The task. Can you restate the lines of the entries below, word for word, from the first one through the line that includes "use thiserror::Error;"?
========================================
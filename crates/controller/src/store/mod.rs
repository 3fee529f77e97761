//! Declarative record store interface
//!
//! Certificates are persisted as secret records identified by
//! `(namespace, name)`. The store itself is an external collaborator; this
//! module defines the record shape, the operations the controller consumes
//! and two implementations:
//!
//! - [`MemoryStore`] - in-process map, used by tests and `--in-memory` runs
//! - [`FileStore`] - one JSON document per record on local disk
//!
//! All writes are whole-record creates or updates. Concurrent writers to
//! the same key resolve as last-writer-wins unless the update carries a
//! resource version.

mod file;
mod memory;

pub use file::FileStore;
pub use memory::MemoryStore;

use async_trait::async_trait;
use serde::{Deserialize, Serialize};
use std::collections::BTreeMap;
use std::fmt;
use thiserror::Error;

use certpilot_common::labels::{self, SECRET_TYPE_OPAQUE, SECRET_TYPE_TLS};
use certpilot_common::ObjectKey;

// ============================================================================
// Record Shape
// ============================================================================

/// Identity and metadata of a stored record
#[derive(Debug, Clone, Default, PartialEq, Eq, Serialize, Deserialize)]
#[serde(rename_all = "camelCase")]
pub struct ObjectMeta {
    pub namespace: String,
    pub name: String,
    #[serde(default, skip_serializing_if = "BTreeMap::is_empty")]
    pub labels: BTreeMap<String, String>,
    #[serde(default, skip_serializing_if = "BTreeMap::is_empty")]
    pub annotations: BTreeMap<String, String>,
    /// Bumped by the store on every write. Updates carrying `Some` must
    /// match the stored value; `None` overwrites unconditionally.
    #[serde(default, skip_serializing_if = "Option::is_none")]
    pub resource_version: Option<u64>,
}

impl ObjectMeta {
    pub fn key(&self) -> ObjectKey {
        ObjectKey::new(&self.namespace, &self.name)
    }
}

/// Type marker of a secret record
#[derive(Debug, Clone, PartialEq, Eq, Hash, Default, Serialize, Deserialize)]
#[serde(from = "String", into = "String")]
pub enum SecretType {
    /// Certificate chain and private key under `tls.crt` / `tls.key`
    Tls,
    #[default]
    Opaque,
    Other(String),
}

impl From<String> for SecretType {
    fn from(s: String) -> Self {
        match s.as_str() {
            SECRET_TYPE_TLS => SecretType::Tls,
            SECRET_TYPE_OPAQUE | "" => SecretType::Opaque,
            _ => SecretType::Other(s),
        }
    }
}

impl From<SecretType> for String {
    fn from(t: SecretType) -> Self {
        match t {
            SecretType::Tls => SECRET_TYPE_TLS.to_string(),
            SecretType::Opaque => SECRET_TYPE_OPAQUE.to_string(),
            SecretType::Other(s) => s,
        }
    }
}

/// A persisted secret record
#[derive(Clone, Default, PartialEq, Eq, Serialize, Deserialize)]
pub struct Secret {
    pub metadata: ObjectMeta,
    #[serde(rename = "type", default)]
    pub type_: SecretType,
    #[serde(default, with = "base64_data")]
    pub data: BTreeMap<String, Vec<u8>>,
}

impl Secret {
    pub fn key(&self) -> ObjectKey {
        self.metadata.key()
    }

    pub fn namespace(&self) -> &str {
        &self.metadata.namespace
    }

    pub fn name(&self) -> &str {
        &self.metadata.name
    }

    pub fn annotation(&self, key: &str) -> Option<&str> {
        self.metadata.annotations.get(key).map(String::as_str)
    }

    pub fn is_managed(&self) -> bool {
        self.metadata.labels.get(labels::MANAGED).map(String::as_str) == Some("true")
    }
}

// Data values are key material; only their keys and sizes are printed.
impl fmt::Debug for Secret {
    fn fmt(&self, f: &mut fmt::Formatter<'_>) -> fmt::Result {
        let data: BTreeMap<&str, usize> = self
            .data
            .iter()
            .map(|(k, v)| (k.as_str(), v.len()))
            .collect();
        f.debug_struct("Secret")
            .field("metadata", &self.metadata)
            .field("type", &self.type_)
            .field("data_sizes", &data)
            .finish()
    }
}

mod base64_data {
    use base64::engine::general_purpose::STANDARD;
    use base64::Engine;
    use serde::{de, Deserialize, Deserializer, Serialize, Serializer};
    use std::collections::BTreeMap;

    pub fn serialize<S: Serializer>(
        data: &BTreeMap<String, Vec<u8>>,
        serializer: S,
    ) -> Result<S::Ok, S::Error> {
        let encoded: BTreeMap<&str, String> = data
            .iter()
            .map(|(k, v)| (k.as_str(), STANDARD.encode(v)))
            .collect();
        encoded.serialize(serializer)
    }

    pub fn deserialize<'de, D: Deserializer<'de>>(
        deserializer: D,
    ) -> Result<BTreeMap<String, Vec<u8>>, D::Error> {
        let encoded = BTreeMap::<String, String>::deserialize(deserializer)?;
        encoded
            .into_iter()
            .map(|(k, v)| {
                STANDARD
                    .decode(v.as_bytes())
                    .map(|bytes| (k, bytes))
                    .map_err(de::Error::custom)
            })
            .collect()
    }
}

// ============================================================================
// Selection
// ============================================================================

/// Equality-based label selector
#[derive(Debug, Clone, Default, PartialEq, Eq)]
pub struct LabelSelector {
    required: BTreeMap<String, String>,
}

impl LabelSelector {
    pub fn new() -> Self {
        Self::default()
    }

    /// Selector for records owned by certpilot
    pub fn managed() -> Self {
        Self::new().with(labels::MANAGED, "true")
    }

    pub fn with(mut self, key: impl Into<String>, value: impl Into<String>) -> Self {
        self.required.insert(key.into(), value.into());
        self
    }

    pub fn matches(&self, labels: &BTreeMap<String, String>) -> bool {
        self.required
            .iter()
            .all(|(k, v)| labels.get(k).is_some_and(|actual| actual == v))
    }
}

// ============================================================================
// Errors
// ============================================================================

/// Errors returned by record stores
#[derive(Debug, Error)]
pub enum StoreError {
    #[error("record {key} not found")]
    NotFound { key: ObjectKey },

    #[error("record {key} already exists")]
    AlreadyExists { key: ObjectKey },

    #[error("record {key} was modified concurrently (expected version {expected}, found {actual})")]
    Conflict {
        key: ObjectKey,
        expected: u64,
        actual: u64,
    },

    #[error("invalid record key {key}: {reason}")]
    InvalidKey { key: ObjectKey, reason: String },

    #[error("IO error: {0}")]
    Io(#[from] std::io::Error),

    #[error("Serialization error: {0}")]
    Serialization(String),
}

impl StoreError {
    pub fn is_not_found(&self) -> bool {
        matches!(self, StoreError::NotFound { .. })
    }

    pub fn is_already_exists(&self) -> bool {
        matches!(self, StoreError::AlreadyExists { .. })
    }
}

impl From<serde_json::Error> for StoreError {
    fn from(e: serde_json::Error) -> Self {
        StoreError::Serialization(e.to_string())
    }
}

// ============================================================================
// Store Interface
// ============================================================================

/// Operations consumed from the declarative resource store
#[async_trait]
pub trait RecordStore: Send + Sync {
    /// Fetch the record at `key`, or [`StoreError::NotFound`]
    async fn get(&self, key: &ObjectKey) -> Result<Secret, StoreError>;

    /// All records, in every namespace, whose labels match `selector`
    async fn list(&self, selector: &LabelSelector) -> Result<Vec<Secret>, StoreError>;

    /// Create a record; fails with [`StoreError::AlreadyExists`] if the key is taken
    async fn create(&self, secret: Secret) -> Result<Secret, StoreError>;

    /// Replace an existing record as a whole
    async fn update(&self, secret: Secret) -> Result<Secret, StoreError>;
}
========================================
Solution to this exercise.
filename crates/controller/src/store/mod.rs
repository 3fee529f77e97761
//! Declarative record store interface
//!
//! Certificates are persisted as secret records identified by
//! `(namespace, name)`. The store itself is an external collaborator; this
//! module defines the record shape, the operations the controller consumes
//! and two implementations:
//!
//! - [`MemoryStore`] - in-process map, used by tests and `--in-memory` runs
//! - [`FileStore`] - one JSON document per record on local disk
//!
//! All writes are whole-record creates or updates. Concurrent writers to
//! the same key resolve as last-writer-wins unless the update carries a
//! resource version.

mod file;
mod memory;

pub use file::FileStore;
pub use memory::MemoryStore;

use async_trait::async_trait;
use serde::{Deserialize, Serialize};
use std::collections::BTreeMap;
use std::fmt;
use thiserror::Error;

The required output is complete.